Mother Wound, What We Inherit in Our Relationship

 

You would think that your first crush or first love would be exactly what it says your first love. But that is not true.

The definition of love is an intense feeling or deep affection.
And sometimes love can be healthy and/or unhealthy.

That depends on our experience from our true first love, which is that person you’ve spent your first decade with. Your mother…

Our first love is our parents, whether they were supermom or that “Where in the World is Camron San Diego” mom?

A mother’s love is such a desire need for both female and male, and when you experience a mothers wound that creates a trauma that bleeds into other relationships.
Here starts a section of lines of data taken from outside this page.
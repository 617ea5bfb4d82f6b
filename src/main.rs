//! Pagelift main entry point
//!
//! Command-line interface for crawling a numbered sequence of article pages
//! and pushing their content into a knowledge base.

use anyhow::Context;
use clap::Parser;
use pagelift::config::load_config_with_hash;
use pagelift::{Coordinator, OutputKind, PageSelector, RunOptions, RunStatus};
use std::path::PathBuf;
use tracing_subscriber::EnvFilter;

/// Pagelift: crawl paginated articles into a knowledge base
///
/// Fetches each selected page through the crawl API, saves the extracted
/// content to the output directory, and uploads chunked content to the
/// configured knowledge base unless --skip-upload is set.
#[derive(Parser, Debug)]
#[command(name = "pagelift")]
#[command(version = "1.0.0")]
#[command(about = "Crawl paginated articles into a knowledge base", long_about = None)]
struct Cli {
    /// Base URL; the page number is appended directly (no separator added)
    #[arg(long)]
    base_url: String,

    /// First page number of a contiguous range
    #[arg(long, requires = "end_page", conflicts_with = "pages_file")]
    start_page: Option<u64>,

    /// Last page number of a contiguous range (inclusive)
    #[arg(long, requires = "start_page", conflicts_with = "pages_file")]
    end_page: Option<u64>,

    /// File of page numbers, one per line, processed in file order
    #[arg(long, value_name = "FILE", conflicts_with_all = ["start_page", "end_page"])]
    pages_file: Option<PathBuf>,

    /// Which payload to extract and persist
    #[arg(long, value_enum, default_value = "markdown")]
    format: OutputKind,

    /// Knowledge-base document id prefix (per page: "{doc-id}-page-{n}")
    #[arg(long)]
    doc_id: Option<String>,

    /// Knowledge-base name to upload into
    #[arg(long)]
    knowledge_base: Option<String>,

    /// Path to TOML configuration file
    #[arg(long, default_value = "config.toml")]
    config: PathBuf,

    /// Enable debug logging
    #[arg(long)]
    debug: bool,

    /// Crawl only; skip the knowledge-base upload
    #[arg(long)]
    skip_upload: bool,

    /// Minimum wait between pages in seconds
    #[arg(long, default_value_t = 3.0)]
    wait_min: f64,

    /// Maximum wait between pages in seconds
    #[arg(long, default_value_t = 10.0)]
    wait_max: f64,
}

#[tokio::main]
async fn main() -> anyhow::Result<()> {
    let cli = Cli::parse();

    setup_logging(cli.debug);

    tracing::info!("Loading configuration from: {}", cli.config.display());
    let (config, config_hash) = load_config_with_hash(&cli.config)
        .with_context(|| format!("failed to load {}", cli.config.display()))?;
    tracing::info!("Configuration loaded successfully (hash: {})", config_hash);

    let selector = build_selector(&cli)?;

    let options = RunOptions {
        base_url: cli.base_url,
        selector,
        output_kind: cli.format,
        doc_id: cli.doc_id,
        knowledge_base: cli.knowledge_base,
        skip_upload: cli.skip_upload,
        wait_min: cli.wait_min,
        wait_max: cli.wait_max,
    };

    let coordinator = Coordinator::new(config, options)?;
    let summary = coordinator.process().await;

    // The JSON summary on stdout is the authoritative result
    println!("{}", serde_json::to_string_pretty(&summary)?);

    if summary.status == RunStatus::Error {
        std::process::exit(1);
    }

    Ok(())
}

/// Sets up the logging/tracing subscriber
fn setup_logging(debug: bool) {
    let filter = if debug {
        EnvFilter::new("pagelift=debug,info")
    } else {
        EnvFilter::new("pagelift=info,warn")
    };

    tracing_subscriber::fmt()
        .with_env_filter(filter)
        .with_target(false)
        .with_writer(std::io::stderr)
        .init();
}

/// Builds the page selector from the mutually exclusive CLI inputs
fn build_selector(cli: &Cli) -> anyhow::Result<PageSelector> {
    match (cli.start_page, cli.end_page, &cli.pages_file) {
        (Some(start), Some(end), None) => Ok(PageSelector::from_range(start, end)?),
        (None, None, Some(path)) => Ok(PageSelector::from_file(path)?),
        _ => anyhow::bail!("specify either --start-page/--end-page or --pages-file"),
    }
}
use crate::crawler::OutputKind;
use std::path::{Path, PathBuf};
use url::Url;

/// Writes crawled pages to the output directory
///
/// Pages crawled by number are written as `page-{n}.md` / `page-{n}.html`;
/// when no page number applies the file name is derived from the URL's
/// trailing numeric path segment (`article-{id}.*`).
#[derive(Debug, Clone)]
pub struct PageWriter {
    dir: PathBuf,
}

impl PageWriter {
    /// Creates a writer rooted at `dir`; the directory is created on demand
    pub fn new(dir: impl AsRef<Path>) -> Self {
        Self {
            dir: dir.as_ref().to_path_buf(),
        }
    }

    /// Persists one page's content and returns the written path
    pub fn save_page(
        &self,
        content: &str,
        kind: OutputKind,
        page_number: Option<u64>,
        url: &str,
    ) -> std::io::Result<PathBuf> {
        std::fs::create_dir_all(&self.dir)?;

        let stem = match page_number {
            Some(n) => format!("page-{}", n),
            None => article_file_stem(url),
        };
        let path = self.dir.join(format!("{}.{}", stem, kind.extension()));

        std::fs::write(&path, content)?;
        Ok(path)
    }
}

/// Derives a file stem from the URL's trailing numeric path segment
///
/// Falls back to `article` when the URL has no numeric segment (or does not
/// parse at all).
pub fn article_file_stem(url: &str) -> String {
    let id = Url::parse(url).ok().and_then(|parsed| {
        parsed.path_segments().and_then(|segments| {
            segments
                .filter(|s| !s.is_empty())
                .rev()
                .find(|s| s.chars().all(|c| c.is_ascii_digit()))
                .map(|s| s.to_string())
        })
    });

    match id {
        Some(id) => format!("article-{}", id),
        None => "article".to_string(),
    }
}
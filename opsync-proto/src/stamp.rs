//! Timestamp coercion for records arriving from untrusted transports.
//!
//! Every transport carries timestamps as text. A value that cannot be
//! parsed is replaced by the caller-supplied "now" so the record stays
//! visible instead of being silently dropped.

use chrono::{DateTime, NaiveDateTime, Utc};

/// Parses a timestamp in any of the shapes the transports produce.
///
/// Accepted forms, in order:
/// 1. RFC 3339 (`2026-03-01T10:00:00Z`, `2026-03-01T10:00:00.123+02:00`)
/// 2. `SQLite` `datetime()` output (`2026-03-01 10:00:00`), read as UTC
/// 3. Integer milliseconds since the epoch
#[must_use]
pub fn parse(raw: &str) -> Option<DateTime<Utc>> {
    let raw = raw.trim();
    if raw.is_empty() {
        return None;
    }
    if let Ok(dt) = DateTime::parse_from_rfc3339(raw) {
        return Some(dt.with_timezone(&Utc));
    }
    if let Ok(naive) = NaiveDateTime::parse_from_str(raw, "%Y-%m-%d %H:%M:%S%.f") {
        return Some(naive.and_utc());
    }
    raw.parse::<i64>()
        .ok()
        .and_then(DateTime::<Utc>::from_timestamp_millis)
}

/// Parses `raw`, falling back to `now` when it is missing or unparsable.
#[must_use]
pub fn parse_or(raw: Option<&str>, now: DateTime<Utc>) -> DateTime<Utc> {
    raw.and_then(parse).unwrap_or(now)
}

/// Formats a timestamp the way every transport stores it.
#[must_use]
pub fn format(ts: &DateTime<Utc>) -> String {
    ts.to_rfc3339_opts(chrono::SecondsFormat::Millis, true)
}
When a person suffers from mother wounds, they tend to feel obligated to take care of their mother. This is where love can be unhealthy. Understanding that you have love for you mother, but you are more now being their mother due to the pain of their mother, embedded in them, through the pain of her mother, and the pain of her mother’s mother, and her mother’s mother. Down through the generations, consciously or not, this pain has been passed on in the patterns of the psyche.

The mother wound isn’t an actual mental health diagnosis, according to clinical psychologist Jennifer Wolkin, Ph.D., but she describes it as a form of intergenerational complex trauma. “You are highly impacted by your mother’s own trauma response. In a way, you bond with your mother’s trauma, including her limiting beliefs and coping mechanisms,” she explains.

Who are normally affected by this?

This is a mother-daughter phenomenon that is generally affected by the matriarch of the family. Commonly in communicates of women of color, women from immigrant families, or those living in poverty since society usually conditions those populations to deny their feelings out of survival, a pressure to be perfect, or a need to appear strong.

I discovered, bit by bit, the buried truth of my being as soon as I got into a romantic relationship–I would turn into someone that desire the emotional support. The mother wound comes from what girls witness from their mothers in their formative years. Women are often taught to prioritize relationships above all else, and seeing their mother conforming to these pressures, they, too, learn to believe that accessing their power will somehow damage their connection with others. This belief creates a psychic limitation on who they want to be.

This was a hard pill to swallow for me. I know I wanted to make sure I make my mother proud, make sure I exceeded what she was not able to do now. She invested her time and love to me and focus on my upbringings and not take care of her.

Knowing now the trauma she endures on wanting the love from

her mother at a young age. As she was older, she was able to instill that relationship, but it was the childhood trauma that cause my mother to love my siblings the way she loved us. To some who is asking, what was so bad? I love and still do love the way my mother loves me. I constantly give the love my mother’s has given me love towards those in my life. But she was hurting when she was loving us, she longed for her mother love at a childhood age, and due to her not being there, she made sure that her children do not lack or question her love.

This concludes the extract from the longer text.